Mel. Señora, señora, mi señora Eugenia asoma por la calle.
Ros. Pues véte, madre, con Dios.
Cel. Los ángeles queden en tu guarda.
Mel. Señora, ¿qué te dixo la vieja despues que me torné á abaxar?
Ros. No sé, déxame; ponme dos almohadas en el estrado, iréme á echar, que me siento mal dispuesta.
Mel. Que me maten si no es ésta la nueva Celestina de las tenerías, que en su traje y plática ella parece, aosadas que dexa urdido algun mal recabdo; en hora mala vino acá.

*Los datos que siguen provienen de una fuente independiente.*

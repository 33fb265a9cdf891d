//! The explicit session state.
//!
//! One [`Session`] value owns everything a run accumulates: loaded tables,
//! declared relationships, the KPI catalog, KPI selections, and field
//! mappings. Every user action maps to one handler method; there is no
//! ambient global state.

use kpimap_model::{
    KpiCatalog, KpiDefinition, MappingKey, MappingTarget, Relationship, RelationshipPatch, Table,
};

use crate::error::{Result, SessionError};
use crate::mappings::MappingStore;
use crate::registry::TableRegistry;
use crate::relationships::RelationshipList;

#[derive(Debug, Clone, Default)]
pub struct Session {
    tables: TableRegistry,
    relationships: RelationshipList,
    catalog: Option<KpiCatalog>,
    selected_kpis: Vec<String>,
    mappings: MappingStore,
}

impl Session {
    pub fn new() -> Self {
        Self::default()
    }

    // ---- tables ----

    /// Register a loaded table; an existing name is replaced in place.
    pub fn register_table(&mut self, table: Table) -> bool {
        self.tables.register(table)
    }

    pub fn tables(&self) -> &TableRegistry {
        &self.tables
    }

    // ---- relationships ----

    /// Start a new blank relationship; returns its index.
    pub fn add_relationship(&mut self) -> usize {
        self.relationships.add()
    }

    /// Apply a partial edit to a relationship.
    ///
    /// Table names in the patch must be registered. Column names are checked
    /// against their side's table when that table is known; a column set
    /// before its table is accepted and caught later by
    /// [`Session::validate_references`].
    pub fn update_relationship(&mut self, index: usize, patch: RelationshipPatch) -> Result<()> {
        if let Some(table) = patch.source_table.as_deref() {
            if !self.tables.contains(table) {
                return Err(SessionError::TableNotFound(table.to_string()));
            }
        }
        if let Some(table) = patch.target_table.as_deref() {
            if !self.tables.contains(table) {
                return Err(SessionError::TableNotFound(table.to_string()));
            }
        }

        let current = self
            .relationships
            .get(index)
            .ok_or(SessionError::IndexOutOfRange {
                index,
                len: self.relationships.len(),
            })?;

        let source_table = patch
            .source_table
            .clone()
            .or_else(|| current.source_table.clone());
        if let (Some(table), Some(column)) = (source_table.as_deref(), patch.source_column.as_deref())
        {
            self.check_column(table, column)?;
        }
        let target_table = patch
            .target_table
            .clone()
            .or_else(|| current.target_table.clone());
        if let (Some(table), Some(column)) = (target_table.as_deref(), patch.target_column.as_deref())
        {
            self.check_column(table, column)?;
        }

        self.relationships.update(index, patch)
    }

    /// Delete a relationship by position; later entries shift down.
    pub fn remove_relationship(&mut self, index: usize) -> Result<Relationship> {
        self.relationships.remove(index)
    }

    pub fn relationships(&self) -> &RelationshipList {
        &self.relationships
    }

    /// Registered tables referenced by no relationship.
    pub fn connectivity_gap(&self) -> Vec<String> {
        self.relationships.connectivity_gap(&self.tables)
    }

    // ---- catalog and selection ----

    /// Install a KPI catalog, dropping selections and mappings made against
    /// any previous catalog.
    pub fn set_catalog(&mut self, catalog: KpiCatalog) {
        if self.catalog.is_some() {
            tracing::info!("replacing KPI catalog; clearing selections and mappings");
        }
        self.catalog = Some(catalog);
        self.selected_kpis.clear();
        self.mappings.clear_all();
    }

    pub fn catalog(&self) -> Option<&KpiCatalog> {
        self.catalog.as_ref()
    }

    /// Mark a KPI for mapping; idempotent.
    pub fn select_kpi(&mut self, name: &str) -> Result<()> {
        let catalog = self.catalog.as_ref().ok_or(SessionError::NoCatalog)?;
        if !catalog.contains(name) {
            return Err(SessionError::UnknownKpi(name.to_string()));
        }
        if !self.selected_kpis.iter().any(|n| n == name) {
            self.selected_kpis.push(name.to_string());
        }
        Ok(())
    }

    /// Unmark a KPI. Recorded mappings are kept; selection only scopes
    /// completeness checks and export.
    pub fn deselect_kpi(&mut self, name: &str) -> bool {
        let before = self.selected_kpis.len();
        self.selected_kpis.retain(|n| n != name);
        self.selected_kpis.len() != before
    }

    pub fn selected_kpis(&self) -> &[String] {
        &self.selected_kpis
    }

    /// Selected KPI definitions in catalog order.
    pub fn selected_definitions(&self) -> Vec<&KpiDefinition> {
        let Some(catalog) = self.catalog.as_ref() else {
            return Vec::new();
        };
        catalog
            .iter()
            .filter(|kpi| self.selected_kpis.iter().any(|n| n == &kpi.name))
            .collect()
    }

    // ---- field mappings ----

    /// Map one required field of a KPI onto a table column.
    pub fn map_field(
        &mut self,
        kpi: &str,
        field: &str,
        target: MappingTarget,
    ) -> Result<Option<MappingTarget>> {
        let catalog = self.catalog.as_ref().ok_or(SessionError::NoCatalog)?;
        let definition = catalog
            .get(kpi)
            .ok_or_else(|| SessionError::UnknownKpi(kpi.to_string()))?;
        if !definition.required_fields.iter().any(|f| f == field) {
            return Err(SessionError::UnknownField {
                kpi: kpi.to_string(),
                field: field.to_string(),
            });
        }
        self.check_column(&target.table, &target.column)?;
        Ok(self.mappings.set(MappingKey::new(kpi, field), target))
    }

    /// Return a field to the unmapped state.
    pub fn clear_mapping(&mut self, kpi: &str, field: &str) -> Option<MappingTarget> {
        self.mappings.clear(&MappingKey::new(kpi, field))
    }

    pub fn mappings(&self) -> &MappingStore {
        &self.mappings
    }

    /// True iff every required field of the named KPI is mapped.
    pub fn is_complete(&self, kpi: &str) -> Result<bool> {
        let catalog = self.catalog.as_ref().ok_or(SessionError::NoCatalog)?;
        let definition = catalog
            .get(kpi)
            .ok_or_else(|| SessionError::UnknownKpi(kpi.to_string()))?;
        Ok(self.mappings.is_complete(definition))
    }

    /// True iff at least one selected KPI is incomplete. Warning-only; never
    /// blocks export.
    pub fn any_incomplete(&self) -> bool {
        self.mappings.any_incomplete(self.selected_definitions())
    }

    // ---- validation ----

    /// Defensive re-check of every stored reference.
    pub fn validate_references(&self) -> Vec<SessionError> {
        let mut errors = self.relationships.validate_references(&self.tables);
        if let Some(catalog) = self.catalog.as_ref() {
            errors.extend(self.mappings.validate_references(&self.tables, catalog));
        }
        errors
    }

    fn check_column(&self, table: &str, column: &str) -> Result<()> {
        let registered = self
            .tables
            .get(table)
            .ok_or_else(|| SessionError::TableNotFound(table.to_string()))?;
        if !registered.has_column(column) {
            return Err(SessionError::ColumnNotFound {
                table: table.to_string(),
                column: column.to_string(),
            });
        }
        Ok(())
    }
}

¶ ARGUMENTO DE LA TERCERA CENA
DEL SEGUNDO ACTO.
Procura Oligides de resistir á la saña que Brumandilon tiene contra Celestina; viene Celestina, que no cabe en sí de placer por la buena respuesta que hobo de Roselia. Perturba su gozo Brumandilon con sus fieros, finalmente pónelos en paz Oligides. Pasa Celestina despues de esto muchas cosas graciosas con su sobrina Drionea, y vase con Oligides á dar la buena respuesta á Lisandro.
OLIGIDES. — BRUMANDILON. — CELESTINA. — DRIONEA. — ESCLARABEL. — FILIRIN. — LISANDRO.